Wood recyclers urged to give views on fire prevention plan
The Wood Recyclers Association (WRA), a trade body representing 80 per cent of wood recyclers in the UK, has asked its members to respond to a consultation on the latest fire prevention plan (FPP) guidance issued by the Environment Agency (EA).
It says that it has identified a ‘number of issues’ with plans to update the FPP guidance that will impose ‘unreasonable and unnecessary’ pressures on wood recyclers and could ‘make many businesses unviable’.
The original FPP guidance, issued in March 2015, includes new safety measures for the storage of all combustible materials, including several types of wood. It was developed by the EA in collaboration with the Department for Environment, Food & Rural Affairs (Defra) after a series of high-profile fires at waste sites, with the intention of reducing the possibility of such incidents in the future.
An EA consultation on the FPP guidance, which opened in November 2015, invites comments on the measures outlined within it and ‘proposals on changes’ to the current plan. The EA claims it will update and issue a new, revised FPP in Spring 2016 after considering the responses received.
Following an in-depth review of the FPP guidance, the WRA has highlighted issues within the plan it regards as a cause for concern. It is now asking its members to respond to the consultation before the closing date on the 4 March.
Key issues raised
The FPP guidance consultation outlines new fire prevention standards, which would apply to all operators storing combustible materials on their sites. These include having a site-specific fire prevention plan in place, which assesses fire risk and minimises its potential impact. All waste sites must implement these safety measures or face EA enforcement action. Each site must provide an explanation of why the minimum standards are not adhered to and, if required, put ‘equivalent or superior’ measures in place.
The WRA has highlighted several measures stipulated in the FPP guidance that it is concerned about, such as the new limitation of three to six months on the storage time for combustible material, implemented to minimise the risk of self-combustion.
The WRA states there is no scientific evidence for the specified times and believes the EA has not taken into consideration the seasonality of waste wood, which peaks during summer months due to over supply and lessens in the winter when there is higher demand.
This, according to the WRA is an industry-wide practice, which has been in place for some time.
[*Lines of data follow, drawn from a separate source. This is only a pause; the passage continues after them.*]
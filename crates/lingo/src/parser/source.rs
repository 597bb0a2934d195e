//! Translation data source parser.
//!
//! The format is a nested key/value tree:
//!
//! ```text
//! # comment
//! greeting: "Hei, %{name}!"
//! user:
//!   name: Brukernavn
//!   messages:
//!     - "%{count} melding"
//!     - "%{count} meldinger"
//! ```
//!
//! Nesting is expressed by indentation (spaces only), scalars are bare or
//! double-quoted, and `- ` items form ordered lists. Comments occupy their
//! own line. Individual line contents are parsed with winnow; the
//! indentation structure is resolved over the lexed lines.

use std::collections::BTreeMap;

use winnow::combinator::opt;
use winnow::error::{ContextError, ErrMode};
use winnow::prelude::*;
use winnow::token::{any, rest, take_while};

use super::error::ParseError;
use crate::types::Entry;

/// Parse an entire translation data source into its root entry.
///
/// The top level of a source is always a mapping. Malformed input is a
/// fatal error for the whole source; there is no partial recovery.
pub fn parse_source(input: &str) -> Result<Entry, ParseError> {
    let lines = lex_lines(input)?;
    if lines.is_empty() {
        return Ok(Entry::empty());
    }
    if lines[0].content.starts_with('-') {
        return Err(ParseError::Syntax {
            line: lines[0].number,
            column: lines[0].indent + 1,
            message: "top level must be a mapping, not a list".to_string(),
        });
    }
    let mut pos = 0;
    let root = parse_block(&lines, &mut pos)?;
    if let Some(line) = lines.get(pos) {
        // Only reachable when the input dedents below the root indent.
        return Err(unexpected_indent(line));
    }
    Ok(root)
}

/// One significant line of input: blank and comment lines are dropped
/// during lexing.
struct Line<'a> {
    /// 1-based line number in the original input.
    number: usize,
    /// Count of leading spaces.
    indent: usize,
    /// Content with the indentation stripped.
    content: &'a str,
}

/// Split input into significant lines, validating indentation characters.
fn lex_lines(input: &str) -> Result<Vec<Line<'_>>, ParseError> {
    let mut lines = Vec::new();
    for (idx, raw) in input.lines().enumerate() {
        let number = idx + 1;
        let trimmed_start = raw.trim_start_matches(' ');
        let indent = raw.len() - trimmed_start.len();
        if trimmed_start.starts_with('\t') {
            return Err(ParseError::Syntax {
                line: number,
                column: indent + 1,
                message: "tabs are not allowed in indentation".to_string(),
            });
        }
        let content = trimmed_start.trim_end();
        if content.is_empty() || content.starts_with('#') {
            continue;
        }
        lines.push(Line {
            number,
            indent,
            content,
        });
    }
    Ok(lines)
}

/// Parse one block of sibling lines sharing the indent of `lines[*pos]`.
///
/// Consumes lines until the input dedents below the block indent. The block
/// is a list when its first line is a list item, a mapping otherwise.
fn parse_block(lines: &[Line<'_>], pos: &mut usize) -> Result<Entry, ParseError> {
    let block_indent = lines[*pos].indent;
    if lines[*pos].content.starts_with('-') {
        parse_list(lines, pos, block_indent).map(Entry::List)
    } else {
        parse_map(lines, pos, block_indent).map(Entry::Map)
    }
}

fn parse_list(
    lines: &[Line<'_>],
    pos: &mut usize,
    block_indent: usize,
) -> Result<Vec<String>, ParseError> {
    let mut items = Vec::new();
    while let Some(line) = lines.get(*pos) {
        if line.indent < block_indent {
            break;
        }
        if line.indent > block_indent {
            return Err(unexpected_indent(line));
        }
        if !line.content.starts_with('-') {
            return Err(ParseError::Syntax {
                line: line.number,
                column: line.indent + 1,
                message: "expected list item".to_string(),
            });
        }
        items.push(parse_content(line, list_item)?);
        *pos += 1;
    }
    Ok(items)
}

fn parse_map(
    lines: &[Line<'_>],
    pos: &mut usize,
    block_indent: usize,
) -> Result<BTreeMap<String, Entry>, ParseError> {
    let mut map = BTreeMap::new();
    while let Some(line) = lines.get(*pos) {
        if line.indent < block_indent {
            break;
        }
        if line.indent > block_indent {
            return Err(unexpected_indent(line));
        }
        if line.content.starts_with('-') {
            return Err(ParseError::Syntax {
                line: line.number,
                column: line.indent + 1,
                message: "unexpected list item in mapping".to_string(),
            });
        }
        let number = line.number;
        let column = line.indent + 1;
        let (key, value) = parse_content(line, key_line)?;
        if map.contains_key(&key) {
            return Err(ParseError::Syntax {
                line: number,
                column,
                message: format!("duplicate key '{key}'"),
            });
        }
        *pos += 1;
        let entry = match value {
            Some(text) => Entry::Text(text),
            None => match lines.get(*pos) {
                Some(child) if child.indent > block_indent => parse_block(lines, pos)?,
                _ => Entry::empty(),
            },
        };
        map.insert(key, entry);
    }
    Ok(map)
}

fn unexpected_indent(line: &Line<'_>) -> ParseError {
    ParseError::Syntax {
        line: line.number,
        column: line.indent + 1,
        message: "unexpected indentation".to_string(),
    }
}

/// Run a winnow content parser over one line, translating failures into a
/// positioned [`ParseError`].
fn parse_content<T>(
    line: &Line<'_>,
    parser: impl Fn(&mut &str) -> ModalResult<T>,
) -> Result<T, ParseError> {
    let mut remaining = line.content;
    match parser(&mut remaining) {
        Ok(value) => Ok(value),
        Err(_) => {
            let consumed = line.content.len() - remaining.len();
            let column = line.indent + consumed + 1;
            if remaining.is_empty() && line.content.contains('"') {
                Err(ParseError::UnexpectedEof {
                    line: line.number,
                    column,
                })
            } else {
                Err(ParseError::Syntax {
                    line: line.number,
                    column,
                    message: "malformed line".to_string(),
                })
            }
        }
    }
}

/// Parse a mapping line: `key:` or `key: value`.
fn key_line(input: &mut &str) -> ModalResult<(String, Option<String>)> {
    let key = key_ident(input)?;
    ws(input)?;
    ':'.parse_next(input)?;
    ws(input)?;
    if input.is_empty() {
        return Ok((key, None));
    }
    let value = scalar(input)?;
    end_of_line(input)?;
    Ok((key, Some(value)))
}

/// Parse a list item line: `- value`.
fn list_item(input: &mut &str) -> ModalResult<String> {
    '-'.parse_next(input)?;
    take_while(1.., |c: char| c == ' ').parse_next(input)?;
    let value = scalar(input)?;
    end_of_line(input)?;
    Ok(value)
}

/// Parse a key segment. Dots are reserved as the path separator and are not
/// valid inside keys.
fn key_ident(input: &mut &str) -> ModalResult<String> {
    take_while(1.., |c: char| {
        c.is_alphanumeric() || c == '_' || c == '-'
    })
    .map(|s: &str| s.to_string())
    .parse_next(input)
}

/// Parse a scalar value: double-quoted with escapes, or bare to end of line.
fn scalar(input: &mut &str) -> ModalResult<String> {
    if input.starts_with('"') {
        quoted(input)
    } else {
        rest.map(|s: &str| s.trim_end().to_string()).parse_next(input)
    }
}

/// Parse a double-quoted string supporting `\"`, `\\`, `\n`, and `\t`.
fn quoted(input: &mut &str) -> ModalResult<String> {
    '"'.parse_next(input)?;
    let mut out = String::new();
    loop {
        let c = any.parse_next(input).map_err(ErrMode::cut)?;
        match c {
            '"' => return Ok(out),
            '\\' => {
                let escaped = any.parse_next(input).map_err(ErrMode::cut)?;
                match escaped {
                    'n' => out.push('\n'),
                    't' => out.push('\t'),
                    '"' => out.push('"'),
                    '\\' => out.push('\\'),
                    _ => return Err(ErrMode::Cut(ContextError::new())),
                }
            }
            other => out.push(other),
        }
    }
}

/// Require only trailing whitespace to remain.
fn end_of_line(input: &mut &str) -> ModalResult<()> {
    ws(input)?;
    if input.is_empty() {
        Ok(())
    } else {
        Err(ErrMode::Cut(ContextError::new()))
    }
}

/// Skip inline whitespace.
fn ws(input: &mut &str) -> ModalResult<()> {
    let _ = opt(take_while(1.., |c: char| c == ' ')).parse_next(input)?;
    Ok(())
}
It deems the current guidelines ‘unpractical’ for biomass operators.
The stipulation on storage time would require the formation of an age audit trail for every load of wood, which the WRA claims would be impossible to implement and maintain. The WRA also disagrees with the claim that the storage of any sort of combustible material for more than a short period of time is an unacceptable fire risk, believing that each site should be assessed individually.
Moreover, the WRA says there is also no scientific evidence to warrant the required implementation of a maximum burn time of three to four hours, calling it an ‘unreasonable and unnecessary target’. Individual circumstances should be considered such as material types, tonnages, weather conditions and local fire-fighting strategy.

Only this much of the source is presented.